3. Expository Preaching is Pastorally Effective.
There is no program, no model, no paradigm, no experiment, no policy, and no amount of pure elbow grease or mental genius that can equal the power of the Word of God preached. It accomplishes everything I hope for in the ministry. Recently, I read that the best time-tested discipleship tool in the history of the church has been morning and evening worship in which there is expository preaching. My own experience as a disciple and a pastor is that I couldn’t agree more.
4. Expository Preaching is Vocationally Satisfying.
Let us not be gullible. Expository preaching fulfills God’s purpose for our lives as preachers. He has called you to preach the Word, and you will never be happy until you go to that Word, live in that Word, exegete the meaning of that Word, dive like a Pacific native to the bottom of the ocean for the rich pearls of that Word, and then come back up from your time in the deep-blue of God’s presence, string those pearls together in a sermon, and put them on the neck of your people.
5. Expository Preaching is Eschatologically Useful.
Expository preaching brings our people into contact with ultimate realities. In personal eschatology, expository preaching prepares our people to not only live but to die. Oh, if we could hear the stories of faithful preachers, seated right here today, who have shared those sweet and sacred moments of vigil with a family when a loved one is going home to heaven. You know that the power for your ministry at that time is in the exposition of the Word. An elder in our church who recently went to be with the Lord said,‘I have been waiting for this. I am ready to go home.’ This attitude comes from expository preaching.

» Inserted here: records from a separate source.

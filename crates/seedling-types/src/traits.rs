//! Core trait definitions for Seedling abstractions.
//!
//! These are the seams between the provisioning logic and the outside
//! world: the operator at the terminal and the external key tools.

use std::path::Path;
use crate::errors::Result;

/// Source of operator input.
pub trait Console {
    /// Display `prompt` and read one line of input.
    ///
    /// Returns `Ok(None)` when the input stream is closed. The trailing
    /// newline is stripped; an empty line is returned as `Some("")`.
    fn read_line(&mut self, prompt: &str) -> Result<Option<String>>;

    /// Show an informational line to the operator.
    fn notice(&mut self, text: &str) -> Result<()>;
}

/// Generates an SSH keypair on disk.
pub trait KeypairGenerator {
    /// Write a private key to `private_key` and its public half next to it
    /// with a `.pub` suffix. The parent directory already exists.
    fn generate_keypair(&self, private_key: &Path) -> Result<()>;

    /// Short name for logs and errors.
    fn name(&self) -> &str;
}

/// Generates a self-signed certificate and its private key on disk.
pub trait CertificateGenerator {
    /// Write `key_pem` and `cert_pem` for a certificate whose common name is
    /// `domain`. The parent directory already exists.
    fn generate_self_signed(&self, domain: &str, key_pem: &Path, cert_pem: &Path) -> Result<()>;

    /// Short name for logs and errors.
    fn name(&self) -> &str;
}

/// Validation result for an existing secret.
#[derive(Debug, Clone, PartialEq, Eq)]
pub enum ValidationResult {
    /// Secret is present and well-formed
    Ok,
    /// Secret is missing
    Missing,
    /// Secret is present but looks questionable (e.g., expiring soon)
    Warning(Vec<String>),
    /// Secret is present but unusable (e.g., half-written)
    Error(Vec<String>),
}
//! Self-signed X.509 certificates through `openssl`, and inspection of the
//! certificates already on disk.

use chrono::{DateTime, TimeZone, Utc};
use seedling_core::util::process;
use seedling_types::{CertificateGenerator, SeedlingError, Result};
use std::ffi::OsString;
use std::path::{Path, PathBuf};
use x509_parser::pem::parse_x509_pem;

/// File name of the private key inside a certificate secret.
pub const KEY_FILE: &str = "key.pem";

/// File name of the certificate inside a certificate secret.
pub const CERT_FILE: &str = "cert.pem";

/// Build the certificate subject for `domain`.
///
/// Only the common name varies; `/` and `\` in the domain are escaped so the
/// name cannot inject extra attributes.
pub fn subject(domain: &str) -> String {
    let escaped = domain.replace('\\', "\\\\").replace('/', "\\/");
    format!(
        "/C=XX/ST=Self-Signed/L=Self-Signed/O=Seedling Self-Signed/OU=Bootstrap/CN={}",
        escaped
    )
}

/// `openssl req` executor producing passphrase-less self-signed certificates.
#[derive(Debug, Clone)]
pub struct OpensslSelfSigned {
    binary_path: PathBuf,
    bits: u32,
    validity_days: u32,
}

impl OpensslSelfSigned {
    /// RSA key size used unless overridden.
    pub const DEFAULT_BITS: u32 = 4096;

    /// Validity used unless overridden.
    pub const DEFAULT_VALIDITY_DAYS: u32 = 365;

    /// Create an executor using `openssl` from `PATH`.
    pub fn new() -> Self {
        Self {
            binary_path: PathBuf::from("openssl"),
            bits: Self::DEFAULT_BITS,
            validity_days: Self::DEFAULT_VALIDITY_DAYS,
        }
    }

    /// Set custom openssl binary path.
    pub fn with_binary(mut self, path: impl AsRef<Path>) -> Self {
        self.binary_path = path.as_ref().to_path_buf();
        self
    }

    /// Set the RSA key size.
    pub fn with_bits(mut self, bits: u32) -> Self {
        self.bits = bits;
        self
    }

    /// Set how many days the certificate is valid for.
    pub fn with_validity_days(mut self, days: u32) -> Self {
        self.validity_days = days;
        self
    }

    /// Arguments passed to the tool.
    pub fn args(&self, domain: &str, key_pem: &Path, cert_pem: &Path) -> Vec<OsString> {
        vec![
            "req".into(),
            "-x509".into(),
            "-newkey".into(),
            format!("rsa:{}", self.bits).into(),
            "-nodes".into(),
            "-days".into(),
            self.validity_days.to_string().into(),
            "-keyout".into(),
            key_pem.as_os_str().to_os_string(),
            "-out".into(),
            cert_pem.as_os_str().to_os_string(),
            "-subj".into(),
            subject(domain).into(),
        ]
    }
}

impl Default for OpensslSelfSigned {
    fn default() -> Self {
        Self::new()
    }
}

impl CertificateGenerator for OpensslSelfSigned {
    fn generate_self_signed(&self, domain: &str, key_pem: &Path, cert_pem: &Path) -> Result<()> {
        tracing::debug!(
            "Generating self-signed certificate for {} valid {} days",
            domain,
            self.validity_days
        );
        process::run_checked(&self.binary_path, self.args(domain, key_pem, cert_pem))?;
        Ok(())
    }

    fn name(&self) -> &str {
        "openssl"
    }
}

/// The parts of a certificate that `check` reports on.
#[derive(Debug, Clone, PartialEq, Eq)]
pub struct CertificateInfo {
    /// Full subject, RFC 4514 style
    pub subject: String,
    /// First common name, if any
    pub common_name: Option<String>,
    /// Start of validity
    pub not_before: DateTime<Utc>,
    /// End of validity
    pub not_after: DateTime<Utc>,
}

impl CertificateInfo {
    /// Parse the first PEM certificate in `data`.
    pub fn from_pem(data: &[u8]) -> Result<Self> {
        let (_, pem) = parse_x509_pem(data)
            .map_err(|e| SeedlingError::Secret(format!("Invalid PEM data: {}", e)))?;

        let cert = pem
            .parse_x509()
            .map_err(|e| SeedlingError::Secret(format!("Invalid X.509 certificate: {}", e)))?;

        let common_name = cert
            .subject()
            .iter_common_name()
            .next()
            .and_then(|cn| cn.as_str().ok())
            .map(String::from);

        let validity = cert.validity();

        Ok(Self {
            subject: cert.subject().to_string(),
            common_name,
            not_before: to_utc(validity.not_before.timestamp())?,
            not_after: to_utc(validity.not_after.timestamp())?,
        })
    }

    /// Whether the certificate has expired at `now`.
    pub fn is_expired(&self, now: DateTime<Utc>) -> bool {
        now > self.not_after
    }
}

fn to_utc(timestamp: i64) -> Result<DateTime<Utc>> {
    Utc.timestamp_opt(timestamp, 0)
        .single()
        .ok_or_else(|| SeedlingError::Secret(format!("Certificate timestamp out of range: {}", timestamp)))
}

6. Expository Preaching Personally Edifying.
When we are about the work of expository preaching in the pastorate, the work carries us along in a sense. Week-in and week-out, we develop a discipline of study, for to preach the Word of God line-upon-line, precept-upon-precept, demands time, struggle, and prayer. I know that in this room, your heads and hearts are turning, perhaps not over this address, but over the portion of Scripture that you must deliver this week. Is there anything as rewarding in life as unburdening your soul in that movement when you approach the sacred desk and open up the Bible? Expository preaching feeds my soul. I know of no other way to put it.
7. Expository Preaching is Constantly Challenging.

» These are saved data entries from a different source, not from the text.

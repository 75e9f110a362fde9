//! Generate every missing secret.

use crate::ui::progress::Spinning;
use anyhow::{Context, Result};
use colored::Colorize;
use seedling_core::term::colorize;
use seedling_core::ProvisionConfig;
use seedling_secrets::{console, tools_from_config, Provisioner, SecretPlan, SecretsDir};

pub fn execute(settings: &ProvisionConfig) -> Result<()> {
    println!("{}", colorize("#G{This application is used to generate all required secrets for your installation}"));
    println!("{}", colorize("#Y{It will not overwrite any existing secrets}"));

    let plan = SecretPlan::default_catalog()?;
    let store = SecretsDir::new(&settings.secrets_dir);

    let (keygen, certgen) = tools_from_config(&settings.tools);
    let keygen = Spinning::new(keygen);
    let certgen = Spinning::new(certgen);
    let provisioner = Provisioner::new(store, &keygen, &certgen);

    let mut console = console::detect();
    let report = plan
        .provision(&provisioner, &mut *console)
        .with_context(|| format!("Failed to provision secrets in {:?}", settings.secrets_dir))?;

    println!();
    for id in &report.created {
        println!("  {} {}", "+".green(), id);
    }
    println!(
        "{} {} created, {} already present",
        "✓".green().bold(),
        report.created.len(),
        report.skipped.len()
    );

    Ok(())
}
//! Operator consoles.

use dialoguer::Input;
use seedling_types::{Console, SeedlingError, Result};
use std::io::{self, BufRead, Stdin, StdinLock, Stdout, Write};

/// Console over any line-oriented reader and writer.
///
/// Used for piped input and in tests.
pub struct LineConsole<R, W> {
    input: R,
    output: W,
}

impl<R: BufRead, W: Write> LineConsole<R, W> {
    /// Create a console reading from `input` and writing to `output`.
    pub fn new(input: R, output: W) -> Self {
        Self { input, output }
    }

    /// Take back the output sink.
    pub fn into_output(self) -> W {
        self.output
    }
}

impl LineConsole<StdinLock<'static>, Stdout> {
    /// Console over the process's standard streams.
    pub fn stdio() -> Self {
        let stdin: Stdin = io::stdin();
        Self::new(stdin.lock(), io::stdout())
    }
}

impl<R: BufRead, W: Write> Console for LineConsole<R, W> {
    fn read_line(&mut self, prompt: &str) -> Result<Option<String>> {
        write!(self.output, "{}", prompt)?;
        self.output.flush()?;

        let mut line = String::new();
        if self.input.read_line(&mut line)? == 0 {
            return Ok(None);
        }

        let trimmed = line.strip_suffix('\n').unwrap_or(&line);
        let trimmed = trimmed.strip_suffix('\r').unwrap_or(trimmed);
        Ok(Some(trimmed.to_string()))
    }

    fn notice(&mut self, text: &str) -> Result<()> {
        writeln!(self.output, "{}", text)?;
        Ok(())
    }
}

/// Interactive console for a real terminal.
#[derive(Debug, Default)]
pub struct TerminalConsole;

impl TerminalConsole {
    /// Create a terminal console.
    pub fn new() -> Self {
        Self
    }
}

impl Console for TerminalConsole {
    fn read_line(&mut self, prompt: &str) -> Result<Option<String>> {
        // dialoguer appends its own separator
        let prompt = prompt.trim_end().trim_end_matches(':');

        Input::<String>::new()
            .with_prompt(prompt)
            .allow_empty(true)
            .interact_text()
            .map(Some)
            .map_err(|e| SeedlingError::Prompt(e.to_string()))
    }

    fn notice(&mut self, text: &str) -> Result<()> {
        println!("{}", text);
        Ok(())
    }
}

/// Pick the console for this process: interactive when stdin is a terminal,
/// line-based otherwise.
pub fn detect() -> Box<dyn Console> {
    if seedling_core::term::in_controlling_terminal() {
        Box::new(TerminalConsole::new())
    } else {
        Box::new(LineConsole::stdio())
    }
}

#[cfg(test)]
mod tests {
    use super::*;

    #[test]
    fn test_line_console_reads_and_strips() {
        let mut console = LineConsole::new("first\r\nsecond".as_bytes(), Vec::new());

        assert_eq!(console.read_line("> ").unwrap(), Some("first".to_string()));
        assert_eq!(console.read_line("> ").unwrap(), Some("second".to_string()));
        assert_eq!(console.read_line("> ").unwrap(), None);

        let shown = String::from_utf8(console.into_output()).unwrap();
        assert_eq!(shown, "> > > ");
    }

    #[test]
    fn test_line_console_notice() {
        let mut console = LineConsole::new(io::empty(), Vec::new());
        console.notice("hello").unwrap();
        assert_eq!(console.into_output(), b"hello\n");
    }
}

To present the mind of Christ in a text requires much of us, does it not? I once heard a preacher say that every time he preached, a little piece of him died. I am sure there are those for whom that is true because they are tired of preaching, or they will know that they will get ripped to pieces at the front door of the church. But this man was speaking about preaching in a way that I can identify with. Like you, to preach the mind of God, to go through the necessary steps to get there, then to emotionally discharge the holy calling on your life through the act of expositing a text, is the most challenging thing in the world. It takes your very life.
8. Expository Preaching is Always Contemporary.
When we preach the Word, we never have to worry about whether it is the right time or not, or if it is the right message or not. Now surely wisdom is needed to discern between preaching Lamentations at a wedding or Leviticus 15 and ‘ bodily discharges’ at the baptism of an infant! But, you know what I mean. Expository preaching is always in vogue, always ‘cool’, if you will, for the human condition remains the same in every age.